Technology

Spotify’s Daniel Ek wants to give €1 billion to Europe’s tech startups. It won’t help

Spotify’s Daniel Ek wants to give €1 billion to Europe’s tech startups. It won’t help

Daniel Ek, founder and CEO of Spotify, announced that he plans to invest € 1 billion of his own money over the next decade in tech startups in Europe.

A public listing on the Stock Exchange. Values. New York Stocks and a market valuation of $ 43 billion.

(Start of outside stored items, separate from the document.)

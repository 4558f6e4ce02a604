//! # Load-Address Reconciliation
//!
//! Decides, per diagnostic, how `offsetIntoBinaryTextSegment` must be read.
//!
//! On older OS releases the field holds the binary's absolute load address.
//! On newer releases it holds a true offset (`address - load_address`). The
//! payload carries no flag for this; the only input is the free-text OS
//! version string from the diagnostic metadata, for example:
//!
//! - `iPhone OS 14.0.1 (18A393)`
//! - `macOS 13.0 (22A5358e)`
//! - `Version 12.0 (Build 21A344)`
//!
//! The string is parsed only for this decision. When the platform version is
//! recognisable it is compared against a per-platform "last legacy release".
//! Otherwise the Darwin build train (the leading number of the build
//! identifier) is compared against a single train breakpoint. Anything else
//! falls back to [`ReconciliationPolicy::fallback`], which defaults to
//! true-offset semantics.

use std::cmp::Ordering;
use std::collections::BTreeMap;
use std::fmt;
use std::str::FromStr;

use once_cell::sync::Lazy;
use tracing::{trace, warn};

use crate::error::SymtreeError;
use crate::types::AddressingMode;

/// Operating system families that emit these diagnostics.
#[derive(Debug, Clone, Copy, PartialEq, Eq, PartialOrd, Ord, Hash)]
pub enum Platform
{
    MacOS,
    /// iOS and iPadOS (reported as `iPhone OS` by older releases).
    IOS,
    TvOS,
    WatchOS,
    VisionOS,
}

impl Platform
{
    // Checked in order; longer names first so `visionos` never reads as `ios`.
    const MARKERS: &'static [(&'static str, Platform)] = &[
        ("visionos", Platform::VisionOS),
        ("xros", Platform::VisionOS),
        ("watchos", Platform::WatchOS),
        ("tvos", Platform::TvOS),
        ("mac os x", Platform::MacOS),
        ("macos", Platform::MacOS),
        ("os x", Platform::MacOS),
        ("ipados", Platform::IOS),
        ("iphone os", Platform::IOS),
        ("ios", Platform::IOS),
    ];

    fn detect(lowercase: &str) -> Option<Self>
    {
        Self::MARKERS
            .iter()
            .find(|(marker, _)| lowercase.contains(marker))
            .map(|(_, platform)| *platform)
    }
}

impl fmt::Display for Platform
{
    fn fmt(&self, f: &mut fmt::Formatter<'_>) -> fmt::Result
    {
        let label = match self {
            Platform::MacOS => "macOS",
            Platform::IOS => "iOS",
            Platform::TvOS => "tvOS",
            Platform::WatchOS => "watchOS",
            Platform::VisionOS => "visionOS",
        };
        write!(f, "{label}")
    }
}

impl FromStr for Platform
{
    type Err = SymtreeError;

    fn from_str(s: &str) -> Result<Self, Self::Err>
    {
        let lowercase = s.trim().to_lowercase();
        Platform::detect(&lowercase).ok_or_else(|| SymtreeError::InvalidArgument(format!("unknown platform: {s}")))
    }
}

/// A `major.minor` release number.
///
/// A breakpoint without a minor component covers every minor release of its
/// major version.
#[derive(Debug, Clone, Copy, PartialEq, Eq, Hash)]
pub struct OsVersion
{
    pub major: u32,
    pub minor: Option<u32>,
}

impl OsVersion
{
    /// Every release of `major`.
    #[must_use]
    pub const fn major(major: u32) -> Self
    {
        Self { major, minor: None }
    }

    #[must_use]
    pub const fn new(major: u32, minor: u32) -> Self
    {
        Self {
            major,
            minor: Some(minor),
        }
    }

    /// `true` when `self` is at or below `breakpoint`.
    #[must_use]
    pub fn at_or_below(self, breakpoint: OsVersion) -> bool
    {
        match self.major.cmp(&breakpoint.major) {
            Ordering::Less => true,
            Ordering::Greater => false,
            Ordering::Equal => match breakpoint.minor {
                None => true,
                Some(limit) => self.minor.unwrap_or(0) <= limit,
            },
        }
    }

    /// Parse the leading `major[.minor[.patch]]` run of `text`.
    fn parse_leading(text: &str) -> Option<Self>
    {
        let mut parts = text.split('.');
        let major = parts.next()?.parse().ok()?;
        let minor = parts.next().and_then(|part| part.parse().ok());
        Some(Self { major, minor })
    }
}

impl fmt::Display for OsVersion
{
    fn fmt(&self, f: &mut fmt::Formatter<'_>) -> fmt::Result
    {
        match self.minor {
            Some(minor) => write!(f, "{}.{minor}", self.major),
            None => write!(f, "{}", self.major),
        }
    }
}

impl FromStr for OsVersion
{
    type Err = SymtreeError;

    fn from_str(s: &str) -> Result<Self, Self::Err>
    {
        let trimmed = s.trim();
        let valid = !trimmed.is_empty() && trimmed.split('.').take(3).all(|part| part.parse::<u32>().is_ok());
        if !valid || trimmed.split('.').count() > 2 {
            return Err(SymtreeError::InvalidArgument(format!("expected MAJOR or MAJOR.MINOR, got {s}")));
        }
        OsVersion::parse_leading(trimmed)
            .ok_or_else(|| SymtreeError::InvalidArgument(format!("expected MAJOR or MAJOR.MINOR, got {s}")))
    }
}

/// What could be recognised in an OS version string.
#[derive(Debug, Clone, PartialEq, Eq, Default)]
pub struct ParsedOsVersion
{
    pub platform: Option<Platform>,
    pub version: Option<OsVersion>,
    /// Build identifier found in parentheses, e.g. `22A5358e`.
    pub build: Option<String>,
}

impl ParsedOsVersion
{
    /// Best-effort parse. Never fails; unrecognised parts stay `None`.
    #[must_use]
    pub fn parse(text: &str) -> Self
    {
        let (outside, inside) = match text.find('(') {
            Some(open) => {
                let rest = &text[open + 1..];
                let close = rest.find(')').unwrap_or(rest.len());
                (&text[..open], Some(&rest[..close]))
            }
            None => (text, None),
        };

        let platform = Platform::detect(&outside.to_lowercase());
        let version = outside
            .split_whitespace()
            .find(|token| token.starts_with(|c: char| c.is_ascii_digit()))
            .and_then(OsVersion::parse_leading);
        let build = inside
            .and_then(|content| content.split_whitespace().last())
            .filter(|token| token.starts_with(|c: char| c.is_ascii_digit()))
            .map(str::to_string);

        Self {
            platform,
            version,
            build,
        }
    }

    /// Darwin major version encoded as the leading number of the build id.
    #[must_use]
    pub fn build_train(&self) -> Option<u32>
    {
        let build = self.build.as_deref()?;
        let digits = build.find(|c: char| !c.is_ascii_digit()).unwrap_or(build.len());
        build[..digits].parse().ok()
    }
}

/// Configuration for the addressing-mode decision.
///
/// The breakpoints are policy, not structure: the defaults reproduce the
/// releases where the field changed meaning (macOS 13, iOS 16 and their
/// siblings, Darwin 22) and every one of them can be replaced.
#[derive(Debug, Clone, PartialEq, Eq)]
pub struct ReconciliationPolicy
{
    /// Last release, per platform, that stores load addresses.
    pub last_legacy: BTreeMap<Platform, OsVersion>,
    /// Last Darwin build train that stores load addresses.
    pub last_legacy_build_train: Option<u32>,
    /// Mode used when nothing in the version string is recognised.
    pub fallback: AddressingMode,
    /// Skip parsing altogether and use this mode.
    pub forced: Option<AddressingMode>,
}

impl Default for ReconciliationPolicy
{
    fn default() -> Self
    {
        let last_legacy = BTreeMap::from([
            (Platform::MacOS, OsVersion::major(12)),
            (Platform::IOS, OsVersion::major(15)),
            (Platform::TvOS, OsVersion::major(15)),
            (Platform::WatchOS, OsVersion::major(8)),
            // Every visionOS release stores true offsets.
            (Platform::VisionOS, OsVersion::major(0)),
        ]);

        Self {
            last_legacy,
            last_legacy_build_train: Some(21),
            fallback: AddressingMode::Offset,
            forced: None,
        }
    }
}

impl ReconciliationPolicy
{
    /// Policy that always answers `mode`.
    #[must_use]
    pub fn forced(mode: AddressingMode) -> Self
    {
        Self {
            forced: Some(mode),
            ..Self::default()
        }
    }

    /// Replace the breakpoint for one platform.
    #[must_use]
    pub fn with_last_legacy(mut self, platform: Platform, version: OsVersion) -> Self
    {
        self.last_legacy.insert(platform, version);
        self
    }

    #[must_use]
    pub fn with_fallback(mut self, mode: AddressingMode) -> Self
    {
        self.fallback = mode;
        self
    }

    /// Addressing mode for a diagnostic reporting `os_version`.
    pub fn addressing_mode(&self, os_version: &str) -> AddressingMode
    {
        if let Some(mode) = self.forced {
            return mode;
        }

        let parsed = ParsedOsVersion::parse(os_version);

        if let (Some(platform), Some(version)) = (parsed.platform, parsed.version) {
            if let Some(breakpoint) = self.last_legacy.get(&platform) {
                let legacy = version.at_or_below(*breakpoint);
                trace!(%platform, %version, %breakpoint, legacy, "reconciled from platform version");
                return AddressingMode::from_offset_is_load_address(legacy);
            }
        }

        if let (Some(train), Some(breakpoint)) = (parsed.build_train(), self.last_legacy_build_train) {
            let legacy = train <= breakpoint;
            trace!(train, breakpoint, legacy, "reconciled from build train");
            return AddressingMode::from_offset_is_load_address(legacy);
        }

        warn!(
            os_version,
            fallback = ?self.fallback,
            "unrecognised OS version string, using fallback addressing mode"
        );
        self.fallback
    }

    /// `true` when frames from `os_version` store load addresses.
    pub fn uses_offset_as_load_address(&self, os_version: &str) -> bool
    {
        self.addressing_mode(os_version).offset_is_load_address()
    }
}

/// [`ReconciliationPolicy::uses_offset_as_load_address`] under the default policy.
pub fn uses_offset_as_load_address(os_version: &str) -> bool
{
    DEFAULT_POLICY.uses_offset_as_load_address(os_version)
}

static DEFAULT_POLICY: Lazy<ReconciliationPolicy> = Lazy::new(ReconciliationPolicy::default);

Very few European tech companies make it onto the world stage. The entire continent has a single technology company valued at more than $ 100 billion: the venerable enterprise software company SAP. In recent years, Europe has produced a growing number of venture capital-backed companies with valuations in excess of $ 1 billion; Last year there were a total of 99, according to a report by venture capital firm Atomico, compared to less than 50 in just two years. earlier.

But the truth is that Europe remains far behind the United States and Asia in their ability to produce independent technology companies with global impact. In 2019 in the US, 78 company-backed startups crossed the $ 1 billion valuation threshold in just those 12 months. It remains true that many of Europe’s most promising tech companies end up being acquired by American or Asian tech giants or relocated to the United States for better access to both investors and clients.

Not all money is the same

While wealthy individuals and family offices have played a larger role as limited partners in venture funds in recent decades, the vast majority of venture capital funds in the U.S. come from pension funds and endowments. . . philanthropic and university. Just one giant pension fund in the US, the California Employee Retirement System (Calpers), had about $ 550 million committed to venture capital at the end of 2019, according to the Venture Capital Journal.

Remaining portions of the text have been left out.